Estes procedimentos requerem cuidados intensos por um período de até 30 dias e tratamentos com produtos específicos com a finalidade de auxiliar o processo cicatricial. Muitos procedimentos e agentes têm sido testados de forma a estimular ou acelerar a cicatrização de feridas, principalmente devido tanto à variabilidade destas quanto a características individuais dos pacientes (KARAYANNOPOULOU et al., 2011).
Dentre os agentes, podemos citar a ketanserina e o asiaticosídeo, ativos genuinamente cicatrizantes que apresentam atuações distintas e benefícios complementares no processo de cicatrização.

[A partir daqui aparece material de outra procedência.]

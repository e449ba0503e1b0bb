use async_trait::async_trait;
use reqwest::Client;
use serde::{Deserialize, Serialize};
use tracing::debug;

use crate::error::{ProviderError, Result};
use crate::http::{check_status, trim_base_url};
use crate::provider::Provider;
use crate::types::{ChatMessage, Completion, CompletionRequest, TokenUsage};

pub const DEFAULT_BASE_URL: &str = "https://api.openai.com";

#[derive(Debug, Serialize)]
struct ChatCompletionRequest<'a> {
    model: &'a str,
    messages: Vec<ChatMessage>,
    max_tokens: u32,
    temperature: f32,
}

#[derive(Debug, Deserialize)]
struct ChatCompletionResponse {
    choices: Vec<Choice>,
    #[serde(default)]
    usage: Option<Usage>,
}

#[derive(Debug, Deserialize)]
struct Choice {
    message: ResponseMessage,
}

#[derive(Debug, Deserialize)]
struct ResponseMessage {
    #[serde(default)]
    content: Option<String>,
}

#[derive(Debug, Deserialize)]
struct Usage {
    #[serde(default)]
    prompt_tokens: u64,
    #[serde(default)]
    completion_tokens: u64,
}

/// Chat Completions client
#[derive(Clone)]
pub struct OpenAiClient {
    client: Client,
    api_key: String,
    base_url: String,
}

impl OpenAiClient {
    pub fn new(api_key: impl Into<String>) -> Self {
        Self::with_base_url(api_key, DEFAULT_BASE_URL)
    }

    pub fn with_base_url(api_key: impl Into<String>, base_url: impl Into<String>) -> Self {
        Self {
            client: Client::new(),
            api_key: api_key.into(),
            base_url: trim_base_url(base_url),
        }
    }
}

#[async_trait]
impl Provider for OpenAiClient {
    fn name(&self) -> &str {
        "openai"
    }

    async fn send(&self, request: &CompletionRequest) -> Result<Completion> {
        let body = ChatCompletionRequest {
            model: &request.options.model,
            messages: vec![
                ChatMessage::system(request.system_prompt.as_str()),
                ChatMessage::user(request.prompt.as_str()),
            ],
            max_tokens: request.options.max_tokens,
            temperature: request.options.temperature,
        };
        debug!(model = %request.options.model, prompt_chars = request.prompt.len(), "Sending chat completion");

        let response = self
            .client
            .post(format!("{}/v1/chat/completions", self.base_url))
            .bearer_auth(&self.api_key)
            .timeout(request.options.timeout)
            .json(&body)
            .send()
            .await?;
        let response = check_status(self.name(), response).await?;
        let parsed: ChatCompletionResponse = response.json().await?;

        let text = parsed
            .choices
            .into_iter()
            .next()
            .and_then(|c| c.message.content)
            .ok_or_else(|| ProviderError::InvalidResponse("No choices returned".to_string()))?;
        let usage = parsed
            .usage
            .map(|u| TokenUsage {
                input_tokens: u.prompt_tokens,
                output_tokens: u.completion_tokens,
            })
            .unwrap_or_default();

        Ok(Completion {
            text,
            usage,
            model: request.options.model.clone(),
        })
    }
}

A ketanserina é um antagonista dos receptores de serotonina 5-HT2 que aumenta a microvascularização e proporciona uma resposta inflamatória mais efetiva na fase inicial da cicatrização, ampliando a ativação de macrófagos para um controle maior da ferida.
Já o asiaticosídeo é um composto isolado da Centella asiatica, que age principalmente nos fibroblastos nas fases de proliferação e remodelamento, estimulando a síntese de colágeno tipo I e equilibrando a maturação da rede de fibras de colágeno, promovendo uma cicatrização mais rápida e com maior suporte às forças de tensão.
Tais ativos são indicados para cães e gatos, podendo ser aplicados na área a ser cicatrizada três vezes ao dia, ou a critério do médico veterinário até a completa cicatrização da ferida.
Conclusão
Procedimentos cirúrgicos envolvem cuidados com os pacientes que devem ser iniciados antes do procedimento e devem ser finalizados somente com a recuperação completa do animal.
Estes cuidados envolvem medidas para garantir a saúde do paciente, reduzir riscos associados ao procedimento cirúrgico e, especialmente, para garantir o bem-estar e uma recuperação mais pronta dos animais.
Os cuidados englobam a prevenção de contaminação e infecções, prevenção e controle da dor e cicatrização de feridas e, sendo assim, o uso de antibióticos, anti-inflamatórios, analgésicos e cicatrizante fazem parte do protocolo de suporte aos procedimentos cirúrgicos.